AWS IoT SiteWise simplifies getting data from industrial equipment by providing software running on a gateway that resides in the facility and automates the process of collecting and organizing industrial equipment data. This gateway securely connects to on-premises data servers, collects data, and sends the data to the AWS Cloud. AWS IoT SiteWise provides interfaces for collecting data from modern industrial applications through MQTT messages or APIs, then stores data into a Time Series Database and provides a data model representation of the assets.

Figure 4: AWS IoT SiteWise collects, organizes and analyzes industrial data at scale. They partnered with industry-leaders for the far-left, data ingestion piece of the puzzle.

Putting it All Together: AWS SiteWise plus MQTT Sparkplug

AWS, Inductive Automation, and Cirrus Link partnered to develop the data ingestion portion of the AWS IoT SiteWise solution in Figure 4.  In order to get the data from left to right, the data must first be collected from industrial equipment, converted, and then sent to AWS IoT SiteWise for further processing.

One of the biggest pain points for big data and enterprise applications in the past has been that all OT data was sent to the cloud to create a massive data lake with inconsistent data that still needed to be cleaned. Now customers can drop a box into the factory, point to AWS IoT SiteWise, and all of the rest of the work is self-created.  Services can utilize clean data with minimal effort.

There are three key parts to this solution for digital transformation and big data:

Ignition at the Edge from Inductive Automation:

  • Connect to OT data
  • Configure data assets in models
  • Convert data to MQTT Sparkplug
  • Connect to AWS IoT Core via MQTT
  • No programming or code required

Sparkplug SiteWise Bridge from Cirrus Link:

  • Consumes MQTT Sparkplug data (data model and tags)
  • Auto-discovers data assets
  • Auto-creates data model to AWS SiteWise
  • Pushes tag data to AWS SiteWise
  • No Programming or Code Required

AWS IoT SiteWise

  • Provide Standard Interface to Applications
  • Provides Data Models for Assets
  • Provides Time Series DB for OT data
  • No Programming or Code Required


Figure 5: Ignition sends shop floor data to AWS IoT Core via MQTT Sparkplug, then an Asset Converter from Cirrus Link prepares the data for AWS IoT SiteWise for further processing. 
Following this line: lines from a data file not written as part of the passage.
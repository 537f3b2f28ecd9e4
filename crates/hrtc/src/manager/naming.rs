// SPDX-License-Identifier: Apache-2.0 OR MIT
// Copyright (c) 2025-2026 naskel.com

//! Naming: directory services components are bound into.
//!
//! `naming.type` lists the services (only `local` is built in),
//! `naming.formats` the names each component is bound under.

use crate::error::{RtcError, RtcResult};
use crate::properties::{split_csv, Properties};
use crate::rtc::RtObject;
use parking_lot::{Mutex, RwLock};
use std::collections::BTreeMap;
use std::sync::{Arc, Weak};

/// A directory of component references.
pub trait NamingBase: Send + Sync {
    /// Service type as it appears in `naming.type`.
    fn kind(&self) -> &str;

    fn bind_object(&self, name: &str, comp: &Arc<RtObject>) -> RtcResult<()>;

    fn unbind_object(&self, name: &str) -> RtcResult<()>;

    fn resolve(&self, name: &str) -> Option<Arc<RtObject>>;

    fn is_alive(&self) -> bool {
        true
    }
}

/// In-process directory.
#[derive(Default)]
pub struct LocalNaming {
    names: RwLock<BTreeMap<String, Weak<RtObject>>>,
}

impl LocalNaming {
    pub fn new() -> Self {
        Self::default()
    }

    /// Bound names, sorted.
    pub fn names(&self) -> Vec<String> {
        self.names.read().keys().cloned().collect()
    }
}

impl NamingBase for LocalNaming {
    fn kind(&self) -> &str {
        "local"
    }

    fn bind_object(&self, name: &str, comp: &Arc<RtObject>) -> RtcResult<()> {
        if name.is_empty() {
            return Err(RtcError::bad_param("empty name"));
        }
        self.names
            .write()
            .insert(name.to_string(), Arc::downgrade(comp));
        Ok(())
    }

    fn unbind_object(&self, name: &str) -> RtcResult<()> {
        self.names
            .write()
            .remove(name)
            .map(|_| ())
            .ok_or_else(|| RtcError::NotFound(format!("name {}", name)))
    }

    fn resolve(&self, name: &str) -> Option<Arc<RtObject>> {
        self.names.read().get(name).and_then(Weak::upgrade)
    }
}

/// Expand a naming format for a component.
///
/// `%n` instance name, `%t`/`%m` type name, `%v` version, `%V` vendor,
/// `%c` category, `%h` host name, `%M` manager name, `%p` pid, `%%` a
/// literal percent. Unknown sequences are kept verbatim.
pub fn format_name(format: &str, comp: &Properties, manager: &Properties) -> String {
    let mut out = String::with_capacity(format.len() + 16);
    let mut chars = format.chars();
    while let Some(c) = chars.next() {
        if c != '%' {
            out.push(c);
            continue;
        }
        match chars.next() {
            Some('n') => out.push_str(comp.get_property("instance_name")),
            Some('t') | Some('m') => out.push_str(comp.get_property("type_name")),
            Some('v') => out.push_str(comp.get_property("version")),
            Some('V') => out.push_str(comp.get_property("vendor")),
            Some('c') => out.push_str(comp.get_property("category")),
            Some('h') => out.push_str(manager.get_property("manager.os.hostname")),
            Some('M') => out.push_str(manager.get_property("manager.name")),
            Some('p') => out.push_str(manager.get_property("manager.pid")),
            Some('%') => out.push('%'),
            Some(other) => {
                out.push('%');
                out.push(other);
            }
            None => out.push('%'),
        }
    }
    out
}

struct Binding {
    name: String,
    comp: Weak<RtObject>,
}

/// Binds components into every configured naming service.
pub struct NamingManager {
    manager_props: Properties,
    services: RwLock<Vec<Arc<dyn NamingBase>>>,
    bindings: Mutex<Vec<Binding>>,
}

impl NamingManager {
    pub fn new(manager_props: Properties) -> Self {
        Self {
            manager_props,
            services: RwLock::new(Vec::new()),
            bindings: Mutex::new(Vec::new()),
        }
    }

    /// Register the services named in `naming.type`. Unknown types are
    /// skipped.
    pub fn init_services(&self) {
        for kind in split_csv(self.manager_props.get_property("naming.type")) {
            match kind.as_str() {
                "local" => self.register_service(Arc::new(LocalNaming::new())),
                other => log::warn!("[NamingManager] unsupported naming type '{}'", other),
            }
        }
    }

    pub fn register_service(&self, service: Arc<dyn NamingBase>) {
        log::debug!("[NamingManager::register_service] {}", service.kind());
        self.services.write().push(service);
    }

    pub fn services(&self) -> Vec<Arc<dyn NamingBase>> {
        self.services.read().clone()
    }

    /// Bind `comp` under every name in `naming.formats`; returns the names.
    pub fn bind_component(&self, comp: &Arc<RtObject>) -> Vec<String> {
        let props = comp.properties();
        let names: Vec<String> = split_csv(self.manager_props.get_property("naming.formats"))
            .iter()
            .map(|f| format_name(f, &props, &self.manager_props))
            .collect();
        for name in &names {
            self.bind_object(name, comp);
        }
        names
    }

    pub fn bind_object(&self, name: &str, comp: &Arc<RtObject>) {
        for svc in self.services.read().iter() {
            if let Err(e) = svc.bind_object(name, comp) {
                log::warn!("[NamingManager::bind_object] {} in {}: {}", name, svc.kind(), e);
            }
        }
        let mut bindings = self.bindings.lock();
        bindings.retain(|b| b.name != name);
        bindings.push(Binding {
            name: name.to_string(),
            comp: Arc::downgrade(comp),
        });
        log::debug!("[NamingManager::bind_object] {}", name);
    }

    pub fn unbind_object(&self, name: &str) {
        for svc in self.services.read().iter() {
            if let Err(e) = svc.unbind_object(name) {
                log::debug!("[NamingManager::unbind_object] {} in {}: {}", name, svc.kind(), e);
            }
        }
        self.bindings.lock().retain(|b| b.name != name);
    }

    /// Unbind every name bound for `comp`.
    pub fn unbind_component(&self, comp: &RtObject) {
        let names: Vec<String> = self
            .bindings
            .lock()
            .iter()
            .filter(|b| b.comp.upgrade().is_some_and(|c| c.id() == comp.id()))
            .map(|b| b.name.clone())
            .collect();
        for name in names {
            self.unbind_object(&name);
        }
    }

    pub fn unbind_all(&self) {
        let names: Vec<String> = self.bindings.lock().iter().map(|b| b.name.clone()).collect();
        for name in names {
            self.unbind_object(&name);
        }
    }

    pub fn resolve(&self, name: &str) -> Option<Arc<RtObject>> {
        self.services.read().iter().find_map(|svc| svc.resolve(name))
    }

    /// Names currently recorded as bound.
    pub fn bound_names(&self) -> Vec<String> {
        self.bindings.lock().iter().map(|b| b.name.clone()).collect()
    }

    /// Rebind recorded names a live service has lost; drop names whose
    /// component is gone.
    pub fn update(&self) {
        let live: Vec<(String, Arc<RtObject>)> = {
            let mut bindings = self.bindings.lock();
            bindings.retain(|b| b.comp.strong_count() > 0);
            bindings
                .iter()
                .filter_map(|b| b.comp.upgrade().map(|c| (b.name.clone(), c)))
                .collect()
        };
        for svc in self.services.read().iter() {
            if !svc.is_alive() {
                continue;
            }
            for (name, comp) in &live {
                if svc.resolve(name).is_none() {
                    log::debug!("[NamingManager::update] rebinding {} in {}", name, svc.kind());
                    if let Err(e) = svc.bind_object(name, comp) {
                        log::warn!("[NamingManager::update] {}: {}", name, e);
                    }
                }
            }
        }
    }
}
The Sparkplug SiteWise Bridge is a key piece of the puzzle, as shown in Figure 5.  The Sparkplug SiteWise Bridge is a software application that runs in AWS and does the Sparkplug to SiteWise conversion automatically with zero code. Without it, the data would not be activated, it would not be able to go from AWS IoT Core to AWS IoT SiteWise.  OT data is converted to IT data, then put into a standard interface for big data, and then data insights are gained.

Cirrus Link developed the Asset Converter to use MQTT Sparkplug to connect data from AWS IoT Core to AWS IoT SiteWise. New devices or factories can be added automatically and added to a time series database and data model.  Previously MQTT Sparkplug has been a play on the factory floor, but this solution moves it to the cloud to connect data anywhere.  Customers can download and install the software and within 30 minutes they can automatically have data in SiteWise for any application. The Sparkplug SiteWise Bridge takes OT data and points it to IT quickly and easily with an open standard approach. 


Many industrial customers spend a lot of time and money coding to get data into a time series database, and into their cloud services and custom applications.  AWS IoT SiteWise is activated by MQTT Sparkplug, providing a way for companies to cut this development time down from 12 to 18 months to just 3 to 4 days.  They can install an Ignition platform, send data to AWS IoT Hub and the Sparkplug SiteWise Bridge will share it with AWS IoT SiteWise immediately with tags, auto-discovery, and more flexibility than ever before.

The benefits of digital transformation and the growth of big data includes the digitization of business operations, greater resource management, greater customer insights, better customer experience, and greater efficiencies.